(Dataset entries)
►

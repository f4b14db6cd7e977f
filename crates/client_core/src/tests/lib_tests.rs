use std::collections::HashMap;

use super::*;
use axum::{
    extract::{Form, Path, Query, RawQuery, State},
    http::{header, HeaderMap, StatusCode},
    response::IntoResponse,
    routing::{get, post, put},
    Json, Router,
};
use shared::{domain::CardNumber, error::ErrorCode};
use tokio::{net::TcpListener, sync::Mutex};

const SESSION_TOKEN: &str = "token-123";

#[derive(Clone, Default)]
struct BackendState {
    sort_requests: Arc<Mutex<Vec<String>>>,
    listing_requests: Arc<Mutex<Vec<String>>>,
    registrations: Arc<Mutex<Vec<HashMap<String, String>>>>,
    list_prices: Arc<Mutex<Vec<(String, i64, String)>>>,
    template_ids: Arc<Mutex<Vec<i64>>>,
    name_queries: Arc<Mutex<Vec<(String, String)>>>,
    logout_fails: Arc<AtomicBool>,
}

fn card_info(name: &str) -> serde_json::Value {
    serde_json::json!({
        "name": name,
        "faction": "Neutral",
        "rarity": "Legendary",
        "type": "Unit",
        "power": 15,
        "provision": 10,
        "imageUrl": "https://img.example/geralt.png"
    })
}

fn owned_card(name: &str, number: i64) -> serde_json::Value {
    serde_json::json!({ "cardTemplate": card_info(name), "number": number })
}

fn has_session(headers: &HeaderMap) -> bool {
    headers
        .get_all(header::COOKIE)
        .iter()
        .filter_map(|value| value.to_str().ok())
        .any(|value| value.contains(&format!("Authorization={SESSION_TOKEN}")))
}

async fn login(Query(params): Query<HashMap<String, String>>) -> axum::response::Response {
    if params.get("password").map(String::as_str) != Some("Witcher3Wild") {
        return (
            StatusCode::UNAUTHORIZED,
            Json(serde_json::json!({ "message": "Invalid credentials" })),
        )
            .into_response();
    }
    let cookie = format!("Authorization={SESSION_TOKEN}; Path=/; HttpOnly");
    (
        [(header::SET_COOKIE, cookie)],
        Json(serde_json::json!({
            "username": "geralt",
            "email": params.get("email").cloned().unwrap_or_default(),
            "balance": 1200
        })),
    )
        .into_response()
}

async fn logout(State(state): State<BackendState>) -> axum::response::Response {
    if state.logout_fails.load(Ordering::SeqCst) {
        return (StatusCode::INTERNAL_SERVER_ERROR, "Session store unavailable").into_response();
    }
    "Logged out".into_response()
}

async fn balance(headers: HeaderMap) -> axum::response::Response {
    if has_session(&headers) {
        Json(1500_i64).into_response()
    } else {
        StatusCode::UNAUTHORIZED.into_response()
    }
}

async fn register(
    State(state): State<BackendState>,
    Form(form): Form<HashMap<String, String>>,
) -> &'static str {
    state.registrations.lock().await.push(form);
    "User registered"
}

async fn templates(
    State(state): State<BackendState>,
    Query(params): Query<HashMap<String, String>>,
) -> Json<serde_json::Value> {
    state
        .sort_requests
        .lock()
        .await
        .push(params.get("sortBy").cloned().unwrap_or_default());
    Json(serde_json::json!([
        { "card": card_info("Geralt of Rivia"), "count": 3 },
        { "card": card_info("Yennefer"), "count": 0 }
    ]))
}

async fn template_by_id(
    State(state): State<BackendState>,
    Path(id): Path<i64>,
) -> Json<serde_json::Value> {
    state.template_ids.lock().await.push(id);
    Json(card_info("Geralt of Rivia"))
}

async fn cards_by_name(
    State(state): State<BackendState>,
    RawQuery(raw): RawQuery,
    Query(params): Query<HashMap<String, String>>,
) -> Json<serde_json::Value> {
    let name = params.get("name").cloned().unwrap_or_default();
    state
        .name_queries
        .lock()
        .await
        .push((raw.unwrap_or_default(), name.clone()));
    Json(serde_json::json!([owned_card(&name, 3), owned_card(&name, 8)]))
}

async fn listings(
    State(state): State<BackendState>,
    Path(name): Path<String>,
) -> Json<serde_json::Value> {
    state.listing_requests.lock().await.push(name.clone());
    Json(serde_json::json!([
        { "seller": null, "card": owned_card(&name, 1), "price": 300 },
        { "seller": { "username": "ciri" }, "card": owned_card(&name, 2), "price": 250 }
    ]))
}

async fn buy(Path((_name, _number)): Path<(String, i64)>) -> axum::response::Response {
    (
        StatusCode::BAD_REQUEST,
        Json(serde_json::json!({ "message": "Insufficient funds" })),
    )
        .into_response()
}

async fn quicksell(Path((_name, _number)): Path<(String, i64)>) -> axum::response::Response {
    (StatusCode::CONFLICT, "Card not owned").into_response()
}

async fn list_card(
    State(state): State<BackendState>,
    Path((name, number)): Path<(String, i64)>,
    Query(params): Query<HashMap<String, String>>,
) -> axum::response::Response {
    let price = params.get("price").cloned().unwrap_or_default();
    state.list_prices.lock().await.push((name, number, price));
    if number == 0 {
        return StatusCode::BAD_REQUEST.into_response();
    }
    Json(serde_json::json!({ "message": "Card listed" })).into_response()
}

async fn packs() -> Json<serde_json::Value> {
    Json(serde_json::json!({
        "data": [{ "name": "Starter", "price": 100, "numberOfCards": 5 }]
    }))
}

async fn open_pack(Path(name): Path<String>) -> Json<serde_json::Value> {
    Json(serde_json::json!({ "cards": [owned_card(&format!("{name} Hero"), 9)] }))
}

async fn spawn_backend() -> std::io::Result<(String, BackendState)> {
    std::env::set_var("NO_PROXY", "127.0.0.1,localhost");
    let listener = TcpListener::bind("127.0.0.1:0").await?;
    let addr = listener.local_addr()?;
    let state = BackendState::default();
    let app = Router::new()
        .route("/user/login", get(login))
        .route("/user/logout", get(logout))
        .route("/user/balance", get(balance))
        .route("/user/register", post(register))
        .route("/cards", get(cards_by_name))
        .route("/cards/templates", get(templates))
        .route("/cards/templates/:id", get(template_by_id))
        .route("/cards/listings/:name", get(listings))
        .route("/cards/buy/:name/:number", put(buy))
        .route("/cards/quicksell/:name/:number", post(quicksell))
        .route("/cards/list/:name/:number", post(list_card))
        .route("/pack", get(packs))
        .route("/pack/:name", get(open_pack))
        .with_state(state.clone());
    tokio::spawn(async move {
        let _ = axum::serve(listener, app).await;
    });
    Ok((format!("http://{addr}"), state))
}

#[tokio::test]
async fn login_cookie_authenticates_later_requests() {
    let (server_url, _state) = spawn_backend().await.expect("spawn server");
    let client = MarketClient::new(&server_url).expect("client");
    let mut events = client.subscribe_events();

    let profile = client
        .login("geralt@kaer.morhen", "Witcher3Wild")
        .await
        .expect("login");
    assert_eq!(profile.username, "geralt");
    assert_eq!(profile.balance, 1200);
    assert!(client.is_authenticated());
    assert_eq!(
        events.try_recv().expect("login event"),
        ClientEvent::LoggedIn(profile)
    );

    assert_eq!(client.balance().await.expect("balance"), 1500);
}

#[tokio::test]
async fn unauthorized_response_expires_session() {
    let (server_url, _state) = spawn_backend().await.expect("spawn server");
    let client = MarketClient::new(&server_url).expect("client");
    client
        .login("geralt@kaer.morhen", "Witcher3Wild")
        .await
        .expect("login");
    client.logout().await.expect("logout");
    assert!(!client.is_authenticated());

    let mut events = client.subscribe_events();
    let err = client.balance().await.expect_err("cookie cleared on logout");
    assert!(err.is_unauthorized());
    assert_eq!(err.to_string(), "Authentication failed");
    assert_eq!(
        events.try_recv().expect("expiry event"),
        ClientEvent::SessionExpired
    );
}

#[tokio::test]
async fn failed_logout_still_drops_session_cookie() {
    let (server_url, state) = spawn_backend().await.expect("spawn server");
    let client = MarketClient::new(&server_url).expect("client");
    client
        .login("geralt@kaer.morhen", "Witcher3Wild")
        .await
        .expect("login");
    assert_eq!(client.balance().await.expect("balance"), 1500);

    state.logout_fails.store(true, Ordering::SeqCst);
    let err = client.logout().await.expect_err("logout fails");
    assert_eq!(err.status(), Some(500));
    assert!(!client.is_authenticated());

    let err = client.balance().await.expect_err("cookie cleared locally");
    assert!(err.is_unauthorized());
}

#[tokio::test]
async fn rejected_login_is_unauthorized() {
    let (server_url, _state) = spawn_backend().await.expect("spawn server");
    let client = MarketClient::new(&server_url).expect("client");

    let err = client
        .login("geralt@kaer.morhen", "wrong")
        .await
        .expect_err("bad password");
    assert_eq!(err.status(), Some(401));
    assert!(!client.is_authenticated());
}

#[tokio::test]
async fn backend_error_bodies_become_messages() {
    let (server_url, state) = spawn_backend().await.expect("spawn server");
    let client = MarketClient::new(&server_url).expect("client");

    let err = client
        .buy_card(&CardRef::new("Geralt of Rivia", 4))
        .await
        .expect_err("insufficient funds");
    assert_eq!(err.to_string(), "Insufficient funds");
    assert_eq!(err.status(), Some(400));
    assert_eq!(err.code(), Some(ErrorCode::Validation));

    let err = client
        .quicksell_card(&CardRef::new("Geralt of Rivia", 4))
        .await
        .expect_err("not owned");
    assert_eq!(err.to_string(), "Card not owned");

    let err = client
        .list_card(&CardRef::new("Geralt of Rivia", 0), 250)
        .await
        .expect_err("empty error body");
    assert_eq!(err.to_string(), "HTTP error! status: 400");

    let message = client
        .list_card(&CardRef::new("Geralt of Rivia", 7), 250)
        .await
        .expect("listed");
    assert_eq!(message, "Card listed");

    let prices = state.list_prices.lock().await.clone();
    assert_eq!(
        prices.last(),
        Some(&("Geralt of Rivia".to_string(), 7, "250".to_string()))
    );
}

#[tokio::test]
async fn listing_names_are_percent_encoded() {
    let (server_url, state) = spawn_backend().await.expect("spawn server");
    let client = MarketClient::new(&server_url).expect("client");

    let listings = client.listings("Geralt of Rivia").await.expect("listings");
    assert_eq!(listings.len(), 2);
    assert!(listings[0].is_store_sale());
    assert_eq!(listings[1].seller_label(), "ciri");
    assert_eq!(listings[1].card.number, CardNumber(2));

    let seen = state.listing_requests.lock().await.clone();
    assert_eq!(seen, vec!["Geralt of Rivia".to_string()]);

    let url = client
        .endpoint(shared::protocol::paths::LISTINGS, &["Scoia'tael/Isengrim"])
        .expect("url");
    assert_eq!(url.path(), "/cards/listings/Scoia'tael%2FIsengrim");
}

#[test]
fn endpoints_keep_base_path_prefix() {
    let client = MarketClient::new("http://market.example/api/").expect("client");
    let url = client
        .card_endpoint(shared::protocol::paths::BUY_CARD, &CardRef::new("Triss Merigold", 12))
        .expect("url");
    assert_eq!(url.as_str(), "http://market.example/api/cards/buy/Triss%20Merigold/12");
}

#[test]
fn invalid_base_url_is_rejected() {
    assert!(matches!(
        MarketClient::new("not a url"),
        Err(ClientError::InvalidUrl(_))
    ));
}

#[tokio::test]
async fn templates_request_carries_sort_field() {
    let (server_url, state) = spawn_backend().await.expect("spawn server");
    let client = MarketClient::new(&server_url).expect("client");

    let templates = client.templates(SortBy::Power).await.expect("templates");
    assert_eq!(templates.len(), 2);
    assert_eq!(templates[0].name(), "Geralt of Rivia");
    assert_eq!(templates[0].count, 3);

    client.templates(SortBy::default()).await.expect("templates");
    let seen = state.sort_requests.lock().await.clone();
    assert_eq!(seen, vec!["power".to_string(), "name".to_string()]);
}

#[tokio::test]
async fn pack_payloads_accept_wrapped_shapes() {
    let (server_url, _state) = spawn_backend().await.expect("spawn server");
    let client = MarketClient::new(&server_url).expect("client");

    let packs = client.packs().await.expect("packs");
    assert_eq!(packs.len(), 1);
    assert_eq!(packs[0].number_of_cards, 5);
    assert_eq!(packs[0].drop_rates()[0].label(), "60.0%");

    let cards = client.open_pack("Starter").await.expect("open pack");
    assert_eq!(cards.len(), 1);
    assert_eq!(cards[0].card_template.name, "Starter Hero");
}

#[tokio::test]
async fn register_posts_form_fields() {
    let (server_url, state) = spawn_backend().await.expect("spawn server");
    let client = MarketClient::new(&server_url).expect("client");

    let message = client
        .register("ciri", "ciri@zireael.dev", "Witcher3Wild")
        .await
        .expect("register");
    assert_eq!(message, "User registered");

    let forms = state.registrations.lock().await.clone();
    assert_eq!(forms.len(), 1);
    assert_eq!(forms[0].get("username").map(String::as_str), Some("ciri"));
    assert_eq!(forms[0].get("email").map(String::as_str), Some("ciri@zireael.dev"));
}

#[test]
fn success_messages_follow_content_type() {
    assert_eq!(response_message("\"Card bought\"", true), "Card bought");
    assert_eq!(response_message(r#"{"message":"Done"}"#, true), "Done");
    assert_eq!(response_message(r#"{"status":"ok"}"#, true), r#"{"status":"ok"}"#);
    assert_eq!(response_message("plain text", false), "plain text");
}

#[tokio::test]
async fn template_lookup_uses_numeric_segment() {
    let (server_url, state) = spawn_backend().await.expect("spawn server");
    let client = MarketClient::new(&server_url).expect("client");

    let card = client.template(42).await.expect("template");
    assert_eq!(card.name, "Geralt of Rivia");
    assert_eq!(card.card_type, "Unit");
    assert_eq!(state.template_ids.lock().await.clone(), vec![42]);
}

#[tokio::test]
async fn cards_by_name_encodes_query() {
    let (server_url, state) = spawn_backend().await.expect("spawn server");
    let client = MarketClient::new(&server_url).expect("client");

    let cards = client
        .cards_by_name("Dandelion & Zoltan")
        .await
        .expect("cards");
    assert_eq!(cards.len(), 2);
    assert_eq!(cards[1].number, CardNumber(8));

    let seen = state.name_queries.lock().await.clone();
    assert_eq!(
        seen,
        vec![(
            "name=Dandelion+%26+Zoltan".to_string(),
            "Dandelion & Zoltan".to_string()
        )]
    );
}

◄

Exercise
Find the word "events" in the entries above. Copy every line that has it.

Output below
    let mut events = client.subscribe_events();
        events.try_recv().expect("login event"),
    let mut events = client.subscribe_events();
        events.try_recv().expect("expiry event"),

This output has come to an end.